Simon Billinge, a senior scientist at the U.S. Department of Energy’s
Brookhaven National Laboratory, has been named a recipient of the Centre for
Powder Diffraction’s 2010 J. D. Hanawalt Award, along with his collaborator
and former advisor, Takeshi Egami of the University of Tennessee, Knoxville.
The award is given every three years for an important contribution to the field
of x-ray powder diffraction, a scientific technique that uses x-rays to probe
the structure of materials made of tiny crystals forming a powder.
Named after the late J.D. Hanawalt, a pioneering crystallographer who developed
a powder diffraction database in the 1930s that is still in use today, the award
consists of a citation and a gift of $1,000. Billinge received the award at
the Centre for Powder Diffraction’s 59th annual Denver X-ray Conference
on August 4.
Simon Billinge
“I am pleased to be chosen for this award, along with Takeshi Egami,”
Billinge said. “Together we have made developments to a technique called
the atomic pair distribution function method, allowing it to be used to study
the structure of complex materials on the nanoscale, with a range of a few hundred
to a few thousand atoms.”
Using this method, scientists mathematically calculate the probability of two
atoms being separated by a certain distance, and then compare that to distances
in real materials using short-wavelength x-rays at a synchrotron. This can yield
precise atomic coordinates revealing the nanoscale structure of the material.
Knowing exactly where each atom in a nanomaterial is located in this way helps
scientists to precisely tailor the material’s properties for its intended
use.
Such detailed measurements are applied to the study of the properties of diverse
materials of interest, for example, in energy, catalysis, environmental remediation,
and pharmaceuticals research. At Brookhaven, the focus is on the role of nanoscale
fluctuations in strongly correlated electron materials, which include a wide
range of materials that have unusual electronic and magnetic properties that
are often useful. This class of materials includes superconductors, materials
that carry current with no resistance at very low temperatures, so that no energy
is lost in transmission. Scientists’ key challenge is to develop superconductors
at temperatures that make them practical in real world situations.
Billinge earned a B.A. in materials science from Oxford University in 1986
and a Ph.D. in materials science and engineering from the University of Pennsylvania
in 1992. He was a postdoctoral research fellow at the Department of Energy’s
Los Alamos National Laboratory from 1992 to 1994, and joined Michigan State
University as an assistant professor of physics in 1994, rising through the
ranks to become a professor in 2003. In 2008, he accepted a joint appointment
as a senior scientist at Brookhaven Lab and a professor of materials science,
applied physics, and applied math at Columbia University.

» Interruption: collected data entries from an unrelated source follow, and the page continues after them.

//! Storyboard uploads.
//!
//! A submission is a multipart form with:
//! - `scenes`: JSON array of scenes (`paragraph`, `videoUrl` or `imageFile`, `duration`)
//! - `audioFile`: the narration track
//! - one file field per image, named as the scene's `imageFile` refers to it

use axum::extract::Multipart;
use axum::http::{header, HeaderMap};
use tracing::debug;

use scenecast_models::{AssetMap, AssetRef, SceneInput};
use scenecast_pipeline::{AudioTrack, ClientError, PipelineError, RenderRequest};

use crate::error::{ApiError, ApiResult};

pub const SCENES_FIELD: &str = "scenes";
pub const AUDIO_FIELD: &str = "audioFile";

/// Read a multipart storyboard submission.
pub async fn read_render_request(mut multipart: Multipart) -> ApiResult<RenderRequest> {
    let mut scenes_json = None;
    let mut assets = AssetMap::new();
    let mut audio = None;

    while let Some(field) = multipart
        .next_field()
        .await
        .map_err(|e| ApiError::bad_request(format!("invalid multipart body: {}", e)))?
    {
        let Some(name) = field.name().map(str::to_string) else {
            continue;
        };

        match name.as_str() {
            SCENES_FIELD => {
                let text = field
                    .text()
                    .await
                    .map_err(|e| ApiError::bad_request(format!("unreadable scenes field: {}", e)))?;
                scenes_json = Some(text);
            }
            AUDIO_FIELD => {
                let file_name = field.file_name().unwrap_or("audio").to_string();
                let data = field
                    .bytes()
                    .await
                    .map_err(|e| ApiError::bad_request(format!("unreadable audio upload: {}", e)))?;
                if !data.is_empty() {
                    audio = Some(AudioTrack::new(file_name, data.to_vec()));
                }
            }
            _ => {
                let data = field
                    .bytes()
                    .await
                    .map_err(|e| {
                        ApiError::bad_request(format!("unreadable upload {}: {}", name, e))
                    })?;
                debug!(field = %name, bytes = data.len(), "Received image asset");
                assets.insert(AssetRef::new(name), data.to_vec());
            }
        }
    }

    let scenes = match scenes_json {
        Some(text) => parse_scenes(&text)?,
        None => Vec::new(),
    };

    Ok(RenderRequest {
        scenes,
        assets,
        audio,
    })
}

/// Parse the `scenes` field.
pub fn parse_scenes(text: &str) -> ApiResult<Vec<SceneInput>> {
    serde_json::from_str(text)
        .map_err(|e| PipelineError::from(ClientError::MalformedScenes(e.to_string())).into())
}

/// `{scheme}://{host}` of the incoming request, as seen by the client.
pub fn base_url(headers: &HeaderMap) -> String {
    let scheme = headers
        .get("x-forwarded-proto")
        .and_then(|v| v.to_str().ok())
        .and_then(|v| v.split(',').next())
        .map(str::trim)
        .filter(|s| !s.is_empty())
        .unwrap_or("http");

    let host = headers
        .get(header::HOST)
        .and_then(|v| v.to_str().ok())
        .unwrap_or("localhost");

    format!("{}://{}", scheme, host)
}

#[cfg(test)]
mod tests {
    use super::*;
    use axum::http::HeaderValue;

    #[test]
    fn test_base_url_defaults_to_http() {
        let mut headers = HeaderMap::new();
        headers.insert(header::HOST, HeaderValue::from_static("render.example:3000"));
        assert_eq!(base_url(&headers), "http://render.example:3000");
    }

    #[test]
    fn test_base_url_honours_forwarded_proto() {
        let mut headers = HeaderMap::new();
        headers.insert(header::HOST, HeaderValue::from_static("render.example"));
        headers.insert("x-forwarded-proto", HeaderValue::from_static("https, http"));
        assert_eq!(base_url(&headers), "https://render.example");
    }

    #[test]
    fn test_parse_scenes() {
        let body = serde_json::json!([
            { "paragraph": "intro", "imageFile": "image0", "duration": 2 },
            { "videoUrl": "https://cdn.example/a.mp4", "duration": 4.5 }
        ]);
        let scenes = parse_scenes(&body.to_string()).unwrap();
        assert_eq!(scenes.len(), 2);
        assert_eq!(scenes[0].image_file.as_deref(), Some("image0"));
        assert_eq!(scenes[1].duration, 4.5);

        let err = parse_scenes("{not json").unwrap_err();
        assert_eq!(err.status_code(), axum::http::StatusCode::BAD_REQUEST);
    }
}
//! Axum API server binary.

use std::net::SocketAddr;

use tracing::{error, info, warn};
use tracing_subscriber::{fmt, prelude::*, EnvFilter};

use scenecast_api::{create_router, metrics, ApiConfig, AppState};
use scenecast_media::check_ffmpeg;
use scenecast_pipeline::PipelineConfig;

#[tokio::main]
async fn main() {
    // Load environment variables
    dotenvy::dotenv().ok();

    // Colored output for dev, JSON for production
    let use_json = std::env::var("LOG_FORMAT")
        .map(|v| v.to_lowercase() == "json")
        .unwrap_or(false);

    let env_filter =
        EnvFilter::try_from_default_env().unwrap_or_else(|_| EnvFilter::new("scenecast=info"));

    if use_json {
        tracing_subscriber::registry()
            .with(fmt::layer().json())
            .with(env_filter)
            .init();
    } else {
        tracing_subscriber::registry()
            .with(
                fmt::layer()
                    .with_ansi(true)
                    .with_target(true)
                    .with_thread_ids(false)
                    .with_file(false)
                    .with_line_number(false),
            )
            .with(env_filter)
            .init();
    }

    info!("Starting scenecast-api");

    let config = ApiConfig::from_env();
    info!("API config: host={}, port={}", config.host, config.port);

    let pipeline = match PipelineConfig::from_env() {
        Ok(p) => p,
        Err(e) => {
            error!("Invalid pipeline configuration: {}", e);
            std::process::exit(1);
        }
    };
    info!(
        workers = pipeline.worker_endpoints.len(),
        output_dir = %pipeline.output_dir.display(),
        scratch_root = %pipeline.scratch_root.display(),
        "Pipeline config loaded"
    );
    if pipeline.worker_endpoints.is_empty() {
        warn!("WORKER_ENDPOINTS is empty; only /merge-videos can render");
    }

    // Synchronous merges encode in this process
    if let Err(e) = check_ffmpeg() {
        warn!("{}; /merge-videos will fail", e);
    }

    if let Err(e) = tokio::fs::create_dir_all(&pipeline.output_dir).await {
        error!("Failed to create output directory: {}", e);
        std::process::exit(1);
    }

    let state = match AppState::from_config(config.clone(), pipeline) {
        Ok(s) => s,
        Err(e) => {
            error!("Failed to create application state: {}", e);
            std::process::exit(1);
        }
    };

    let metrics_handle = if config.metrics_enabled {
        match metrics::init_metrics() {
            Ok(handle) => {
                info!("Prometheus metrics enabled at /metrics");
                Some(handle)
            }
            Err(e) => {
                warn!("Failed to install Prometheus recorder: {}", e);
                None
            }
        }
    } else {
        None
    };

    let app = create_router(state, metrics_handle);

    let addr: SocketAddr = match format!("{}:{}", config.host, config.port).parse() {
        Ok(addr) => addr,
        Err(e) => {
            error!("Invalid bind address: {}", e);
            std::process::exit(1);
        }
    };

    let listener = match tokio::net::TcpListener::bind(addr).await {
        Ok(l) => l,
        Err(e) => {
            error!("Failed to bind {}: {}", addr, e);
            std::process::exit(1);
        }
    };
    info!("Listening on {}", addr);

    if let Err(e) = axum::serve(listener, app)
        .with_graceful_shutdown(shutdown_signal())
        .await
    {
        error!("Server error: {}", e);
        std::process::exit(1);
    }

    info!("Server shutdown complete");
}

async fn shutdown_signal() {
    if let Err(e) = tokio::signal::ctrl_c().await {
        error!("Failed to listen for shutdown signal: {}", e);
        std::future::pending::<()>().await;
    }
    info!("Received shutdown signal");
}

A Fellow of the American Physical Society and a former Alfred P. Sloan Research
Fellow, Billinge has won numerous awards for his work, including the Electro-science
Laboratories Award and Sigma Xi Outstanding Thesis Award, both in 1992; the
Thomas H. Osgood Undergraduate Teaching Award in 1998; Michigan State University
College of Natural Science’s Distinguished Faculty Award in 2006; and
the university’s Distinguished Faculty Award in 2007.